BishopAccountability.org

Reports Confirm 3,000 Residential School Deaths

By Colin Perkel
Vancouver Sun
February 19, 2013

http://www.vancouversun.com/news/Reports+confirm+residential+school+deaths/7983723/story.html

Disease, malnutrition among the causes

At least 3,000 children, including four under the age of 10 found huddled together in frozen embrace, are now known to have died while attending this country's Indian residential schools, according to new unpublished research.

While deaths have long been documented as part of the disgraced residential school system, the findings are the result of the first systematic search of government, school and other records.

"These are actual confirmed numbers," Alex Maass, research manager with the Missing Children Project, told The Canadian Press.

"All of them have primary documentation that indicates that there's been a death, when it occurred, what the circumstances were."

The number could rise further as more documents - especially from government archives - come to light.

The largest single killer, by far, was disease.

For decades starting in about 1910, tuberculosis was a consistent killer - in part because of widespread ignorance over how diseases were spread.

"The schools were a particular breeding ground for (TB)," Maass said. "Dormitories were incubation wards."

The Spanish flu epidemic in 1918-19 also took a devastating toll on students - and in some cases staff. For example, in one grim three-month period, the disease killed 20 children at a residential school in Spanish, Ont., the records show.

While a statistical analysis has yet to be done, the records examined over the past few years also show children died of malnutrition or accidents. Schools consistently burned down, killing students and staff. Drownings or exposure were another cause.

In all, about 150,000 First Nations children went through the church-run residential school system, which ran from the 1870s until the 1990s. In many cases, native kids were forced to attend under a deliberate federal policy of "civilizing" Aboriginal Peoples.

Many students were physically, mentally and sexually abused. Some committed suicide. Some died fleeing their schools.

Acting Aboriginal Affairs Minister James Moore, speaking in Vancouver, called the deaths a "horrific circumstance" of the Indian residential school system.

"The residential school fact of Canada's history is a Canadian tragedy," Moore said.

The records reveal the number of deaths only fell off dramatically after the 1950s, although some fatalities occurred into the 1970s.

About 500 of the victims remain nameless.
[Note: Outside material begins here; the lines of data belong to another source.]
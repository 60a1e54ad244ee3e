//! Control endpoint connections.
//!
//! Every instance serves its binary API and its statistics feed behind one
//! TCP control endpoint. A handler keeps at most one connection to it in a
//! [`ConnectionCache`]; API and stats clients are derived from that shared
//! connection.

use async_trait::async_trait;
use bytes::{BufMut, Bytes, BytesMut};
use std::future::Future;
use std::net::SocketAddr;
use std::sync::Arc;
use std::time::Duration;
use tokio::io::{AsyncReadExt, AsyncWriteExt};
use tokio::net::TcpStream;
use tokio::sync::Mutex;
use tokio::time::timeout;
use tracing::debug;

use crate::error::{Error, Result};

/// Largest reply frame accepted from a control endpoint.
pub const MAX_FRAME_LEN: usize = 16 * 1024 * 1024;

/// Request/response channel to one remote control service.
#[async_trait]
pub trait ControlChannel: Send + Sync {
    /// Send one opaque request and wait for its reply.
    async fn request(&self, payload: Bytes) -> Result<Bytes>;
}

/// An established connection to an instance's control endpoint.
pub trait ControlConnection: Send + Sync {
    /// Derive a client for the binary control API.
    ///
    /// # Errors
    ///
    /// Returns an error if the remote does not expose the API.
    fn api_client(&self) -> Result<Box<dyn ControlChannel>>;

    /// Derive a client for the statistics feed.
    ///
    /// # Errors
    ///
    /// Returns an error if the remote does not expose the feed.
    fn stats_client(&self) -> Result<Box<dyn ControlChannel>>;
}

/// Opens connections to control endpoints.
#[cfg_attr(test, mockall::automock)]
#[async_trait]
pub trait ControlConnector: Send + Sync {
    /// Connect to the control endpoint at `addr`.
    ///
    /// # Errors
    ///
    /// Returns [`Error::ConnectionFailed`] if the endpoint is unreachable.
    async fn connect(&self, addr: SocketAddr) -> Result<Arc<dyn ControlConnection>>;
}

enum ConnectionState {
    Unconnected,
    Connected(Arc<dyn ControlConnection>),
    Closed,
}

/// Lazily established, memoized control connection of one handler.
///
/// Connection setup is single-flight: concurrent callers wait for the first
/// attempt and share its connection. A failed attempt leaves the cache
/// unconnected.
pub struct ConnectionCache {
    connector: Arc<dyn ControlConnector>,
    state: Mutex<ConnectionState>,
}

impl ConnectionCache {
    /// Create an unconnected cache.
    #[must_use]
    pub fn new(connector: Arc<dyn ControlConnector>) -> Self {
        Self {
            connector,
            state: Mutex::new(ConnectionState::Unconnected),
        }
    }

    /// Return the cached connection, connecting first if needed.
    ///
    /// `resolve` computes the control endpoint address and is only invoked
    /// when a connection has to be opened.
    ///
    /// # Errors
    ///
    /// Returns the resolution or connection error, or
    /// [`Error::HandlerClosed`] after [`ConnectionCache::close`].
    pub async fn get_or_connect<F, Fut>(&self, resolve: F) -> Result<Arc<dyn ControlConnection>>
    where
        F: FnOnce() -> Fut + Send,
        Fut: Future<Output = Result<SocketAddr>> + Send,
    {
        let mut state = self.state.lock().await;
        match &*state {
            ConnectionState::Connected(conn) => return Ok(Arc::clone(conn)),
            ConnectionState::Closed => {
                return Err(Error::HandlerClosed(
                    "control connection already released".to_string(),
                ))
            }
            ConnectionState::Unconnected => {}
        }

        let addr = resolve().await?;
        debug!(%addr, "connecting to control endpoint");
        let conn = self.connector.connect(addr).await?;
        *state = ConnectionState::Connected(Arc::clone(&conn));
        Ok(conn)
    }

    /// True while a connection is cached.
    pub async fn is_connected(&self) -> bool {
        matches!(*self.state.lock().await, ConnectionState::Connected(_))
    }

    /// Drop the cached connection and refuse new ones.
    ///
    /// Returns true if a connection was released. Calling it again is a no-op.
    pub async fn close(&self) -> bool {
        let mut state = self.state.lock().await;
        let previous = std::mem::replace(&mut *state, ConnectionState::Closed);
        matches!(previous, ConnectionState::Connected(_))
    }
}

/// Remote service addressed by a frame.
#[derive(Debug, Clone, Copy, PartialEq, Eq)]
#[repr(u8)]
pub enum ControlService {
    /// Binary control API
    BinaryApi = 1,
    /// Statistics feed
    Stats = 2,
}

/// Connector opening plain TCP connections with a connect deadline.
#[derive(Debug, Clone)]
pub struct TcpConnector {
    connect_timeout: Duration,
}

impl TcpConnector {
    /// Create a connector with the given connect timeout.
    #[must_use]
    pub const fn new(connect_timeout: Duration) -> Self {
        Self { connect_timeout }
    }
}

#[async_trait]
impl ControlConnector for TcpConnector {
    async fn connect(&self, addr: SocketAddr) -> Result<Arc<dyn ControlConnection>> {
        let stream = timeout(self.connect_timeout, TcpStream::connect(addr))
            .await
            .map_err(|_| {
                Error::ConnectionFailed(format!(
                    "{addr}: timed out after {:?}",
                    self.connect_timeout
                ))
            })?
            .map_err(|err| Error::ConnectionFailed(format!("{addr}: {err}")))?;
        stream.set_nodelay(true)?;

        Ok(Arc::new(TcpConnection {
            stream: Arc::new(Mutex::new(SharedStream {
                stream,
                in_flight: false,
            })),
        }))
    }
}

/// The socket plus whether an exchange on it was left unfinished.
///
/// An exchange whose caller is dropped between request and reply leaves
/// the reply unread; the stream is out of sync from then on.
struct SharedStream {
    stream: TcpStream,
    in_flight: bool,
}

struct TcpConnection {
    stream: Arc<Mutex<SharedStream>>,
}

impl ControlConnection for TcpConnection {
    fn api_client(&self) -> Result<Box<dyn ControlChannel>> {
        Ok(Box::new(FramedChannel {
            service: ControlService::BinaryApi,
            stream: Arc::clone(&self.stream),
        }))
    }

    fn stats_client(&self) -> Result<Box<dyn ControlChannel>> {
        Ok(Box::new(FramedChannel {
            service: ControlService::Stats,
            stream: Arc::clone(&self.stream),
        }))
    }
}

// Request: [service:u8][len:u32 BE][payload]. Reply: [len:u32 BE][payload].
struct FramedChannel {
    service: ControlService,
    stream: Arc<Mutex<SharedStream>>,
}

#[async_trait]
impl ControlChannel for FramedChannel {
    async fn request(&self, payload: Bytes) -> Result<Bytes> {
        let len = u32::try_from(payload.len())
            .map_err(|_| Error::InvalidRequest(format!("frame of {} bytes", payload.len())))?;

        let mut frame = BytesMut::with_capacity(payload.len() + 5);
        frame.put_u8(self.service as u8);
        frame.put_u32(len);
        frame.put_slice(&payload);

        let mut shared = self.stream.lock().await;
        if shared.in_flight {
            return Err(Error::ConnectionFailed(
                "control stream out of sync after an abandoned request".to_string(),
            ));
        }
        shared.in_flight = true;

        let stream = &mut shared.stream;
        stream.write_all(&frame).await?;
        stream.flush().await?;

        let reply_len = stream.read_u32().await? as usize;
        if reply_len > MAX_FRAME_LEN {
            return Err(Error::ParseError(format!(
                "reply frame of {reply_len} bytes exceeds {MAX_FRAME_LEN}"
            )));
        }
        let mut reply = vec![0u8; reply_len];
        stream.read_exact(&mut reply).await?;

        shared.in_flight = false;
        Ok(Bytes::from(reply))
    }
}

#[cfg(test)]
pub(crate) mod tests {
    use super::*;
    use mockall::predicate::eq;
    use mockall::Sequence;
    use tokio::net::TcpListener;

    pub(crate) struct NullConnection;

    impl ControlConnection for NullConnection {
        fn api_client(&self) -> Result<Box<dyn ControlChannel>> {
            Err(Error::NotImplemented("binary api".to_string()))
        }

        fn stats_client(&self) -> Result<Box<dyn ControlChannel>> {
            Err(Error::NotImplemented("stats".to_string()))
        }
    }

    fn control_addr() -> SocketAddr {
        "172.17.0.2:9191".parse().unwrap()
    }

    async fn resolved() -> Result<SocketAddr> {
        Ok(control_addr())
    }

    async fn unresolvable() -> Result<SocketAddr> {
        Err(Error::NotFound("no address".to_string()))
    }

    fn connector_expecting(times: usize) -> Arc<dyn ControlConnector> {
        let mut connector = MockControlConnector::new();
        connector
            .expect_connect()
            .with(eq(control_addr()))
            .times(times)
            .returning(|_| Ok(Arc::new(NullConnection) as Arc<dyn ControlConnection>));
        Arc::new(connector)
    }

    #[tokio::test]
    async fn get_or_connect_connects_once() {
        let cache = ConnectionCache::new(connector_expecting(1));
        let first = cache.get_or_connect(resolved).await.unwrap();
        // a second resolution would fail the call
        let second = cache.get_or_connect(unresolvable).await.unwrap();

        assert!(Arc::ptr_eq(&first, &second));
        assert!(cache.is_connected().await);
    }

    #[tokio::test]
    async fn concurrent_callers_share_one_attempt() {
        let cache = ConnectionCache::new(connector_expecting(1));
        let (a, b) = tokio::join!(
            cache.get_or_connect(resolved),
            cache.get_or_connect(resolved),
        );
        assert!(Arc::ptr_eq(&a.unwrap(), &b.unwrap()));
    }

    #[tokio::test]
    async fn failed_attempt_is_not_memoized() {
        let mut seq = Sequence::new();
        let mut connector = MockControlConnector::new();
        connector
            .expect_connect()
            .times(1)
            .in_sequence(&mut seq)
            .returning(|_| Err(Error::ConnectionFailed("refused".to_string())));
        connector
            .expect_connect()
            .times(1)
            .in_sequence(&mut seq)
            .returning(|_| Ok(Arc::new(NullConnection) as Arc<dyn ControlConnection>));

        let cache = ConnectionCache::new(Arc::new(connector));
        let err = cache.get_or_connect(resolved).await.err().unwrap();
        assert!(matches!(err, Error::ConnectionFailed(_)));
        assert!(!cache.is_connected().await);

        assert!(cache.get_or_connect(resolved).await.is_ok());
    }

    #[tokio::test]
    async fn resolution_error_skips_connect() {
        let cache = ConnectionCache::new(connector_expecting(0));
        let err = cache.get_or_connect(unresolvable).await.err().unwrap();
        assert!(matches!(err, Error::NotFound(_)));
    }

    #[tokio::test]
    async fn close_without_connection_is_harmless() {
        let cache = ConnectionCache::new(connector_expecting(0));
        assert!(!cache.close().await);
        assert!(!cache.close().await);
    }

    #[tokio::test]
    async fn close_releases_and_blocks_reconnect() {
        let cache = ConnectionCache::new(connector_expecting(1));
        cache.get_or_connect(resolved).await.unwrap();
        assert!(cache.close().await);
        assert!(!cache.is_connected().await);

        let err = cache.get_or_connect(resolved).await.err().unwrap();
        assert!(matches!(err, Error::HandlerClosed(_)));
    }

    #[tokio::test]
    async fn tcp_connector_frames_requests_per_service() {
        let listener = TcpListener::bind("127.0.0.1:0").await.unwrap();
        let addr = listener.local_addr().unwrap();

        tokio::spawn(async move {
            let (mut socket, _) = listener.accept().await.unwrap();
            for _ in 0..2 {
                let service = socket.read_u8().await.unwrap();
                let len = socket.read_u32().await.unwrap() as usize;
                let mut payload = vec![0u8; len];
                socket.read_exact(&mut payload).await.unwrap();

                let mut reply = vec![service];
                reply.extend_from_slice(&payload);
                socket.write_u32(reply.len() as u32).await.unwrap();
                socket.write_all(&reply).await.unwrap();
            }
        });

        let conn = TcpConnector::new(Duration::from_secs(2))
            .connect(addr)
            .await
            .unwrap();

        let api = conn.api_client().unwrap();
        let reply = api.request(Bytes::from_static(b"show_version")).await.unwrap();
        assert_eq!(&reply[..], b"\x01show_version");

        let stats = conn.stats_client().unwrap();
        let reply = stats.request(Bytes::from_static(b"/if/names")).await.unwrap();
        assert_eq!(&reply[..], b"\x02/if/names");
    }

    #[tokio::test]
    async fn abandoned_request_fails_later_requests() {
        let listener = TcpListener::bind("127.0.0.1:0").await.unwrap();
        let addr = listener.local_addr().unwrap();

        tokio::spawn(async move {
            let (mut socket, _) = listener.accept().await.unwrap();
            let _service = socket.read_u8().await.unwrap();
            let len = socket.read_u32().await.unwrap() as usize;
            let mut payload = vec![0u8; len];
            socket.read_exact(&mut payload).await.unwrap();

            tokio::time::sleep(Duration::from_millis(200)).await;
            socket.write_u32(payload.len() as u32).await.unwrap();
            socket.write_all(&payload).await.unwrap();

            let mut rest = Vec::new();
            let _ = socket.read_to_end(&mut rest).await;
        });

        let conn = TcpConnector::new(Duration::from_secs(2))
            .connect(addr)
            .await
            .unwrap();
        let api = conn.api_client().unwrap();
        let stats = conn.stats_client().unwrap();

        let abandoned = timeout(
            Duration::from_millis(50),
            api.request(Bytes::from_static(b"show_version")),
        )
        .await;
        assert!(abandoned.is_err());

        tokio::time::sleep(Duration::from_millis(300)).await;
        let err = stats
            .request(Bytes::from_static(b"/if/names"))
            .await
            .unwrap_err();
        assert!(matches!(err, Error::ConnectionFailed(_)));
    }

    #[tokio::test]
    async fn tcp_connector_reports_unreachable_endpoint() {
        let listener = TcpListener::bind("127.0.0.1:0").await.unwrap();
        let addr = listener.local_addr().unwrap();
        drop(listener);

        let err = TcpConnector::new(Duration::from_secs(2))
            .connect(addr)
            .await
            .err()
            .unwrap();
        assert!(matches!(err, Error::ConnectionFailed(_)));
    }
}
Documentation of their deaths was contained in Department of Indian Affairs year-end reports based on information from school principals.

The annual death reports were consistently done until 1917, when they abruptly stopped.

"It was obviously a policy not to report them," Maass said.

In the 1990s, thousands of victims sued the churches that ran the 140 schools and the Canadian government. A $1.9-billion settlement of the lawsuit in 2007 prompted an apology from Prime Minister Stephen Harper, and the creation of the Truth and Reconciliation Commission.

The research - carried out under the auspices of the commission - has involved combing through more than one million government and other records, including nuns' journal entries.

The longer-term goal is to make the information available at national research centre.